# SOURCE MATERIAL

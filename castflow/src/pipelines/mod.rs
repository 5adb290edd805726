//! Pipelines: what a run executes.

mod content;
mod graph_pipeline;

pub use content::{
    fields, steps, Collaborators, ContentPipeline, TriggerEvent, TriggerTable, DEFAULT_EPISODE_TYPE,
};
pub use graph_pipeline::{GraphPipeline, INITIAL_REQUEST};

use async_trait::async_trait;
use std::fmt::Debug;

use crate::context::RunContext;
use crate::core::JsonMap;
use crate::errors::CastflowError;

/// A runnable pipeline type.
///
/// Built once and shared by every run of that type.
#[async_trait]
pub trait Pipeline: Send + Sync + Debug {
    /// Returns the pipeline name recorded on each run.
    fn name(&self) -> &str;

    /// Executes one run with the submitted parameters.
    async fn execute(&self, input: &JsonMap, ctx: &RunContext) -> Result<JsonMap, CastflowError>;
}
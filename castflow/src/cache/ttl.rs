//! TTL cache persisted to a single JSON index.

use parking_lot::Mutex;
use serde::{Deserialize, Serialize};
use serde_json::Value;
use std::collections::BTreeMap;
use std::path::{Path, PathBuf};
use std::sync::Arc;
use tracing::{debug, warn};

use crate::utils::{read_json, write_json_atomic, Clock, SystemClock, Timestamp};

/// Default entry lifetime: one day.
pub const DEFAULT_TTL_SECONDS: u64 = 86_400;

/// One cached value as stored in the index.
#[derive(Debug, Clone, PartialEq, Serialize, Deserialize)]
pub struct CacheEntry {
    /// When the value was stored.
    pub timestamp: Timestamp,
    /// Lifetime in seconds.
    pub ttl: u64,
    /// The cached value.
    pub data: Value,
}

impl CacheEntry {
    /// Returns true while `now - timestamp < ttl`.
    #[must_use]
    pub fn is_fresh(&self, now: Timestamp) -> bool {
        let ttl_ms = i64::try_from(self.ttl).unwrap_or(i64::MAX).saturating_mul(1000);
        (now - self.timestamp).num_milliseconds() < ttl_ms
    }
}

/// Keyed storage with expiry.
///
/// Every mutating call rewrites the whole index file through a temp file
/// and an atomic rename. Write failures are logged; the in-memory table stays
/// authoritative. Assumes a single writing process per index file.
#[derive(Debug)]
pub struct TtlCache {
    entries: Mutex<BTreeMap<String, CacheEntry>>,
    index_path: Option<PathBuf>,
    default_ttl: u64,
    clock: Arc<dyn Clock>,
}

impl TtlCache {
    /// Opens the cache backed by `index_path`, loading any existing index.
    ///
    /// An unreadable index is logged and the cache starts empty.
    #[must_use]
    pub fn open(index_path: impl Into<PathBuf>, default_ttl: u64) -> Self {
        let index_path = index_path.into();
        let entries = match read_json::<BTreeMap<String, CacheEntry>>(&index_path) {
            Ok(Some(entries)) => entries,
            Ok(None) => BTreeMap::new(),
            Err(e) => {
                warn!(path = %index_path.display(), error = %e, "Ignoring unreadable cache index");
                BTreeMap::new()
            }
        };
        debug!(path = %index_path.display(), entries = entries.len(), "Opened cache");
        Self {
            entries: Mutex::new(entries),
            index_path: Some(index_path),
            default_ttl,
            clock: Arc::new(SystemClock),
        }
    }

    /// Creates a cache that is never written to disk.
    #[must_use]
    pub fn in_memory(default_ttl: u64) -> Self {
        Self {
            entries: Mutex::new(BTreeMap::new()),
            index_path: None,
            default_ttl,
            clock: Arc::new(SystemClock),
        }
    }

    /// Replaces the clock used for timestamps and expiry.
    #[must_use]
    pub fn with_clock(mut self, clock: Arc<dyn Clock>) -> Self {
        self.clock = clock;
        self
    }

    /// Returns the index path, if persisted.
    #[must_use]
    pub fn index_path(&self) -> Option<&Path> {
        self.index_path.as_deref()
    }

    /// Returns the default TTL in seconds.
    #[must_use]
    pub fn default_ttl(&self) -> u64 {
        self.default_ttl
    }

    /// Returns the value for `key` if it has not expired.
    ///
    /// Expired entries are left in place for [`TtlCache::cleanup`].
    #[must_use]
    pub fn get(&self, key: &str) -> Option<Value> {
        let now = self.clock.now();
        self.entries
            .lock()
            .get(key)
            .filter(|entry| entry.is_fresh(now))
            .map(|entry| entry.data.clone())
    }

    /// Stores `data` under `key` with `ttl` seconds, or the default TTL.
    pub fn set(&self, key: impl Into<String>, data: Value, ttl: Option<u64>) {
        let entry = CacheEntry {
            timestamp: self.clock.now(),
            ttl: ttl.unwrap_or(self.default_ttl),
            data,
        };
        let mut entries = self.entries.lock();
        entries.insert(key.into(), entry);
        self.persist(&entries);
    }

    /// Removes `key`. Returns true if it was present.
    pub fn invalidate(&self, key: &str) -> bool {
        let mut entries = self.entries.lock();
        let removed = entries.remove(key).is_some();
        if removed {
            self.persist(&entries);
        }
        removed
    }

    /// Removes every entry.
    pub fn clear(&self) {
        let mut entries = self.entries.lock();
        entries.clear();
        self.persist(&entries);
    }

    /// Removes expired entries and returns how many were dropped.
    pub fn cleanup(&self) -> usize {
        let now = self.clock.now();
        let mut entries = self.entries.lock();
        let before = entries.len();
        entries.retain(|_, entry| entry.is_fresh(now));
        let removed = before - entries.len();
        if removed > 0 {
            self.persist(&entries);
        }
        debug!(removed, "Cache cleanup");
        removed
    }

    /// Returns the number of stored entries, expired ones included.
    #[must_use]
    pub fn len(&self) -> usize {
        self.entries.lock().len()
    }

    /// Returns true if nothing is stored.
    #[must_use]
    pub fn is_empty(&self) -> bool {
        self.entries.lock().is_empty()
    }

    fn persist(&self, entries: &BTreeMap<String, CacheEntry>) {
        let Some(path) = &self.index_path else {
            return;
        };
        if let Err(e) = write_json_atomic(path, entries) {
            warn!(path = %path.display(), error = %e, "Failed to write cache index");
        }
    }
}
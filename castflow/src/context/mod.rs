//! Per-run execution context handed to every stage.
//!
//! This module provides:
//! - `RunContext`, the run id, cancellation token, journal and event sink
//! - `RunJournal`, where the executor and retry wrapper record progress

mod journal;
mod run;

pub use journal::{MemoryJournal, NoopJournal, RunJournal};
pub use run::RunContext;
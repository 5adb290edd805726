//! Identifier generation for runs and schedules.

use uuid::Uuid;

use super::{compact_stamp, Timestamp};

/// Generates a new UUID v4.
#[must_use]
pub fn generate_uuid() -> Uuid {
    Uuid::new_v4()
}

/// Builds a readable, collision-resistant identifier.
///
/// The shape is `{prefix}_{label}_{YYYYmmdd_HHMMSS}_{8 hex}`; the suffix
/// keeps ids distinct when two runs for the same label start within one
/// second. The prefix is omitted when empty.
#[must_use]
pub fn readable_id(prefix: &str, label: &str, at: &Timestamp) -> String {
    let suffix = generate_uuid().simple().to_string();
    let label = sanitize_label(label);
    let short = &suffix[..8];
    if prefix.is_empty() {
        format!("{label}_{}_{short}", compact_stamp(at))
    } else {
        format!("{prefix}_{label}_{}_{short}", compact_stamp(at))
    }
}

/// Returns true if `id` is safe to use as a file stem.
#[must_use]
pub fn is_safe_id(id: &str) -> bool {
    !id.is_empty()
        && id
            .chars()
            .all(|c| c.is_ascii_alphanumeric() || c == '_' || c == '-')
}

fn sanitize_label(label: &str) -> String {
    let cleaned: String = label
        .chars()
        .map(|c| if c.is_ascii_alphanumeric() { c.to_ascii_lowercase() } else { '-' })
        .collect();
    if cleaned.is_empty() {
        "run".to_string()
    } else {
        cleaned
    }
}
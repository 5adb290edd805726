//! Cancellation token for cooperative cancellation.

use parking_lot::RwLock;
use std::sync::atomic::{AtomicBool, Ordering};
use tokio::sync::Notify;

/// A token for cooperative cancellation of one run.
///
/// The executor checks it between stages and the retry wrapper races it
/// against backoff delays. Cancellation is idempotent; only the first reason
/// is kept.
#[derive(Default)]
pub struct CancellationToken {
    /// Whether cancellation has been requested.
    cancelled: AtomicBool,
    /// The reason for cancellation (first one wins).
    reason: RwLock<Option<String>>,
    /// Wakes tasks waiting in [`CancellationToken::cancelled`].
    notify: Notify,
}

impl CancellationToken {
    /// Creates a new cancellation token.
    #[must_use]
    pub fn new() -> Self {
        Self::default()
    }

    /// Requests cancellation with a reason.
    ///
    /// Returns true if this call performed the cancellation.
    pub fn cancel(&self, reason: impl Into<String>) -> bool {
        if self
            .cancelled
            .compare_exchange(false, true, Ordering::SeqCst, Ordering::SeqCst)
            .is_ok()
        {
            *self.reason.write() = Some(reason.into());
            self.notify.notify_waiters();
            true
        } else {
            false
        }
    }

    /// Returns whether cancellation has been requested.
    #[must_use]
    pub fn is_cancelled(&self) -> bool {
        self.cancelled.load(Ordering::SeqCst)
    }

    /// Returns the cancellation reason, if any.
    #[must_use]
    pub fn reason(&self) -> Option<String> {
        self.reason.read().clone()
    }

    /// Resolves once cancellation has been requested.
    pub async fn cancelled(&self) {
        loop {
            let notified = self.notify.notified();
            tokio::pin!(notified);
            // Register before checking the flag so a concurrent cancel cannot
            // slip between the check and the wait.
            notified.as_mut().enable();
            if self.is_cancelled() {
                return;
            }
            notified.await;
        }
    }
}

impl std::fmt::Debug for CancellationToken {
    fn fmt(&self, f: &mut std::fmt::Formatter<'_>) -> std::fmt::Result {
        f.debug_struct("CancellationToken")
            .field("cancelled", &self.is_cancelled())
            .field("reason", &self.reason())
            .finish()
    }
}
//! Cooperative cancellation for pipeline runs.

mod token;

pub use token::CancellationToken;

# PROBLEM TO SOLVE
What lines in the material above include "expiry"? Copy every one of them.

# SOLUTION FOR THIS TASK
/// Keyed storage with expiry.
    /// Replaces the clock used for timestamps and expiry.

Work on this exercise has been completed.